B is for Broomstick

I was feeling pretty uninspired when it came to the letter ‘B’ this week but I’m a witch and there’s something about broomsticks when you’re a witch – you have to admit the traditional image of the pointy hat goes very well with the traditional image of the broomstick!

For me though, that image means a little more than the stereotypical hag in black riding across the moon. The most effective meditation I’ve ever done on the nature of witchcraft was the summer I was sixteen, it was a meditative process that took weeks. My Mum’s miniature willow tree had died and I offered to dig it up – needless to say my parents leapt on that offer. I knew I was going to make a broomstick with it, I had no idea exactly how and I had no idea exactly why. Digging it up was the simple part, I won’t say it was easy because it wasn’t, but you know what you’re doing with a spade. Or I do anyway.
I remember spending a lot of the time rhythmically digging thinking about why I was making this broom, it felt an important thing to do but I knew it wasn’t going to make me a witch, it also was a part of the process of declaring myself to be a witch. I did some reading in the evenings too, about the symbolism of the broomstick and the myriad of cultures that it’s a fertility symbol for.
I redefined it for myself as a creative symbol, had no use for fertility, still don’t, but to inspire creativity, to fertilise that part of my mind that was open to the notion of being a witch, that was seeking something that I could not quite put into words.
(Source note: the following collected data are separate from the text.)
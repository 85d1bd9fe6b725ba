//! Checksum algorithms supported for Upload-Checksum verification

use digest::DynDigest;
use std::fmt;

/// Separator between the algorithm name and the base64 digest in the
/// `Upload-Checksum` header ("sha1 Kq5sNclPz7QV2+lfQIuc6R7oRu0=").
pub const CHECKSUM_VALUE_SEPARATOR: char = ' ';

/// The fixed set of digest algorithms the server can verify.
#[derive(Debug, Clone, Copy, PartialEq, Eq, Hash)]
pub enum ChecksumAlgorithm {
    Md5,
    Sha1,
    Sha256,
    Sha384,
    Sha512,
}

impl ChecksumAlgorithm {
    /// All supported algorithms, in the order they are advertised.
    pub const ALL: [ChecksumAlgorithm; 5] = [
        ChecksumAlgorithm::Md5,
        ChecksumAlgorithm::Sha1,
        ChecksumAlgorithm::Sha256,
        ChecksumAlgorithm::Sha384,
        ChecksumAlgorithm::Sha512,
    ];

    pub fn as_str(&self) -> &'static str {
        match self {
            ChecksumAlgorithm::Md5 => "md5",
            ChecksumAlgorithm::Sha1 => "sha1",
            ChecksumAlgorithm::Sha256 => "sha256",
            ChecksumAlgorithm::Sha384 => "sha384",
            ChecksumAlgorithm::Sha512 => "sha512",
        }
    }

    pub fn from_name(name: &str) -> Option<Self> {
        match name.trim().to_ascii_lowercase().as_str() {
            "md5" => Some(ChecksumAlgorithm::Md5),
            "sha1" => Some(ChecksumAlgorithm::Sha1),
            "sha256" => Some(ChecksumAlgorithm::Sha256),
            "sha384" => Some(ChecksumAlgorithm::Sha384),
            "sha512" => Some(ChecksumAlgorithm::Sha512),
            _ => None,
        }
    }

    /// Parse the algorithm part of an `Upload-Checksum` header value.
    /// Returns `None` when the header names an unsupported algorithm.
    pub fn from_checksum_header(value: &str) -> Option<Self> {
        let scheme = value.trim().split(CHECKSUM_VALUE_SEPARATOR).next()?;
        Self::from_name(scheme)
    }

    /// Extract the expected base64 digest from an `Upload-Checksum` value.
    pub fn expected_value(header: &str) -> Option<&str> {
        header
            .trim()
            .split_once(CHECKSUM_VALUE_SEPARATOR)
            .map(|(_, digest)| digest.trim())
    }

    /// Construct a fresh streaming digester for this algorithm.
    pub fn digester(&self) -> Box<dyn DynDigest + Send> {
        match self {
            ChecksumAlgorithm::Md5 => Box::new(md5::Md5::default()),
            ChecksumAlgorithm::Sha1 => Box::new(sha1::Sha1::default()),
            ChecksumAlgorithm::Sha256 => Box::new(sha2::Sha256::default()),
            ChecksumAlgorithm::Sha384 => Box::new(sha2::Sha384::default()),
            ChecksumAlgorithm::Sha512 => Box::new(sha2::Sha512::default()),
        }
    }

    /// Comma-separated list for the `Tus-Checksum-Algorithm` OPTIONS header.
    pub fn list_header_value() -> String {
        Self::ALL
            .iter()
            .map(|a| a.as_str())
            .collect::<Vec<_>>()
            .join(",")
    }
}

impl fmt::Display for ChecksumAlgorithm {
    fn fmt(&self, f: &mut fmt::Formatter<'_>) -> fmt::Result {
        f.write_str(self.as_str())
    }
}
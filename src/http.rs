//! HTTP vocabulary of the tus protocol: methods, header names, constants

use std::fmt;

/// Version of the tus protocol implemented by this engine
pub const TUS_API_VERSION: &str = "1.0.0";

/// The only Content-Type accepted on PATCH requests
pub const APPLICATION_OFFSET_OCTET_STREAM: &str = "application/offset+octet-stream";

/// HTTP methods recognized by the upload engine
#[derive(Debug, Clone, Copy, PartialEq, Eq, Hash)]
pub enum HttpMethod {
    Get,
    Head,
    Post,
    Patch,
    Delete,
    Options,
}

impl HttpMethod {
    /// Parse a request method name. Returns `None` for anything the engine
    /// does not handle (PUT, TRACE, ...), which callers must reject.
    pub fn parse(name: &str) -> Option<Self> {
        match name.to_ascii_uppercase().as_str() {
            "GET" => Some(HttpMethod::Get),
            "HEAD" => Some(HttpMethod::Head),
            "POST" => Some(HttpMethod::Post),
            "PATCH" => Some(HttpMethod::Patch),
            "DELETE" => Some(HttpMethod::Delete),
            "OPTIONS" => Some(HttpMethod::Options),
            _ => None,
        }
    }

    pub fn as_str(&self) -> &'static str {
        match self {
            HttpMethod::Get => "GET",
            HttpMethod::Head => "HEAD",
            HttpMethod::Post => "POST",
            HttpMethod::Patch => "PATCH",
            HttpMethod::Delete => "DELETE",
            HttpMethod::Options => "OPTIONS",
        }
    }
}

impl fmt::Display for HttpMethod {
    fn fmt(&self, f: &mut fmt::Formatter<'_>) -> fmt::Result {
        f.write_str(self.as_str())
    }
}

/// Header names used by the protocol. Handlers and validators refer to
/// these constants, never to literal strings.
pub mod header {
    pub const CONTENT_TYPE: &str = "Content-Type";
    pub const CONTENT_LENGTH: &str = "Content-Length";
    pub const CONTENT_DISPOSITION: &str = "Content-Disposition";
    pub const TRANSFER_ENCODING: &str = "Transfer-Encoding";
    pub const CACHE_CONTROL: &str = "Cache-Control";
    pub const LOCATION: &str = "Location";

    pub const TUS_RESUMABLE: &str = "Tus-Resumable";
    pub const TUS_VERSION: &str = "Tus-Version";
    pub const TUS_EXTENSION: &str = "Tus-Extension";
    pub const TUS_MAX_SIZE: &str = "Tus-Max-Size";
    pub const TUS_CHECKSUM_ALGORITHM: &str = "Tus-Checksum-Algorithm";

    pub const UPLOAD_OFFSET: &str = "Upload-Offset";
    pub const UPLOAD_LENGTH: &str = "Upload-Length";
    pub const UPLOAD_DEFER_LENGTH: &str = "Upload-Defer-Length";
    pub const UPLOAD_METADATA: &str = "Upload-Metadata";
    pub const UPLOAD_CONCAT: &str = "Upload-Concat";
    pub const UPLOAD_CHECKSUM: &str = "Upload-Checksum";
    pub const UPLOAD_EXPIRES: &str = "Upload-Expires";
}
//! Protocol extensions as data
//!
//! Every protocol feature, the mandatory core included, is described by
//! the same three-part shape: validators that run before any handler,
//! handlers that run on the success path, and the subset of handlers
//! marked error-safe that also run when a request fails. The dispatcher
//! walks these descriptors in registration order; adding a feature means
//! appending an [`Extension`] value, never touching the dispatch loop.

pub mod checksum;
pub mod concatenation;
pub mod core;
pub mod creation;
pub mod download;
pub mod expiration;
pub mod termination;

use crate::error::TusError;
use crate::http::{header, HttpMethod};
use crate::request::TusRequest;
use crate::response::HttpResponse;
use crate::storage::UploadStorageService;

/// Checks one precondition. Must not consume the body or mutate anything.
pub type ValidatorFn = fn(
    HttpMethod,
    &TusRequest<'_>,
    &dyn UploadStorageService,
    Option<&str>,
) -> Result<(), TusError>;

/// Performs one piece of request processing.
pub type HandlerFn = fn(
    HttpMethod,
    &mut TusRequest<'_>,
    &mut dyn HttpResponse,
    &dyn UploadStorageService,
    Option<&str>,
) -> Result<(), TusError>;

pub struct Validator {
    pub supports: fn(HttpMethod) -> bool,
    pub validate: ValidatorFn,
}

pub struct Handler {
    pub supports: fn(HttpMethod) -> bool,
    /// Error-safe handlers run on the error pass too. They must be
    /// side-effect-free on storage: the error pass only shapes the
    /// response.
    pub error_safe: bool,
    pub handle: HandlerFn,
}

/// A named group of validators and handlers.
pub struct Extension {
    pub name: &'static str,
    pub validators: Vec<Validator>,
    pub handlers: Vec<Handler>,
}

impl Extension {
    /// Run every validator that supports the method, stopping at the
    /// first failure.
    pub fn validate(
        &self,
        method: HttpMethod,
        request: &TusRequest<'_>,
        store: &dyn UploadStorageService,
        owner_key: Option<&str>,
    ) -> Result<(), TusError> {
        for validator in &self.validators {
            if (validator.supports)(method) {
                (validator.validate)(method, request, store, owner_key)?;
            }
        }
        Ok(())
    }

    /// Run every handler that supports the method, stopping at the first
    /// failure.
    pub fn process(
        &self,
        method: HttpMethod,
        request: &mut TusRequest<'_>,
        response: &mut dyn HttpResponse,
        store: &dyn UploadStorageService,
        owner_key: Option<&str>,
    ) -> Result<(), TusError> {
        for handler in &self.handlers {
            if (handler.supports)(method) {
                (handler.handle)(method, request, response, store, owner_key)?;
            }
        }
        Ok(())
    }

    /// Run only the error-safe handlers that support the method.
    pub fn handle_error(
        &self,
        method: HttpMethod,
        request: &mut TusRequest<'_>,
        response: &mut dyn HttpResponse,
        store: &dyn UploadStorageService,
        owner_key: Option<&str>,
    ) -> Result<(), TusError> {
        for handler in &self.handlers {
            if handler.error_safe && (handler.supports)(method) {
                (handler.handle)(method, request, response, store, owner_key)?;
            }
        }
        Ok(())
    }
}

/// Append a name to the comma-separated `Tus-Extension` response header.
/// OPTIONS handlers use this so the advertisement grows with whatever set
/// of extensions is registered.
pub fn add_extension_header(response: &mut dyn HttpResponse, name: &str) {
    let value = match response.header(header::TUS_EXTENSION) {
        Some(existing) if !existing.is_empty() => format!("{},{}", existing, name),
        _ => name.to_string(),
    };
    response.set_header(header::TUS_EXTENSION, &value);
}

pub(crate) fn any_method(_m: HttpMethod) -> bool {
    true
}

pub(crate) fn options_only(m: HttpMethod) -> bool {
    m == HttpMethod::Options
}

pub(crate) fn patch_only(m: HttpMethod) -> bool {
    m == HttpMethod::Patch
}

pub(crate) fn post_only(m: HttpMethod) -> bool {
    m == HttpMethod::Post
}

pub(crate) fn head_only(m: HttpMethod) -> bool {
    m == HttpMethod::Head
}

pub(crate) fn get_only(m: HttpMethod) -> bool {
    m == HttpMethod::Get
}

pub(crate) fn delete_only(m: HttpMethod) -> bool {
    m == HttpMethod::Delete
}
Then I dug the tree up, the root ball almost balanced out the weeping branches at the top of the tree, the tree itself was a little taller than I was, I haven’t grown much since I was sixteen and I’m about five foot four so the tree was probably about five foot six. Dad, at this point said he’d be happy to cut it up for firewood now I’d got it out of the ground, so I told him what I was planning, so he set up the sawhorse for me and gave me the handsaw. It was a really hot summer and I think him and Mum were just happy not to have to deal with the tree.

Sawing up the tree so that my broom had a good shaft was another easy part, I just sawed as close as I could to the root ball and to the top of the tree. That was another instance of rythmic, meditative thought in the hot sun. This making was a way of really connecting with the why and the how of what I was choosing to do. I wanted to be a witch, I knew I was a witch, what exactly did I think a witch was? A woman who worked magic, who worked with nature to create and understand that magic a woman whose rhythms were magical. I can remember the thoughts as well as I can remember the back and forth of the sawing.

I used a smaller handsaw to take off the ‘weeping’ branches, that was the boring part, the repetition nearly killed me and it took days, in the evenings Dad and I talked about the practicalities of how to create the head of the broom. I knew it was a symbolic broom for me, had no intention of making it so that it could actually sweep up, so I had no problems with creating the head from the weepers. The fact it was to be symbolic only was something that I worked over and over in my mind as I had definied a witch to be eminently practical in her magic yet I was happy with it.

It’s not a traditional tree to make a broom out of – it’s not very good when it comes to sweeping as I mentioned, but it is associated with healing and magic. In my summer of active meditation it became associated with transformative magic and with the moon, though I suspect that was because it was tht summer that I really started to pay attention to the full moons. When I had finished cutting all of the weepers to the right size Dad took me to Brian’s, a hardware shop in the local town and he bought me circular brace to hold the twigs around the end of the staff. I sharpened the end and pulled the twigs tight with the brace and created my broom, finally it was broom-shaped.

I used an alice band with a moon print to cover over the brace. It was a very pretty broomstick. Having created it, having had so many periods of creative meditation I felt like I was closer to being a witch than I had been before. I think also I was closer to understanding what I meant by the word witch than I am a lot of the time having really thought about it.

So, broomstick, for me, the witches symbol of creativity and inspiration and for me at least, rooted in practicality.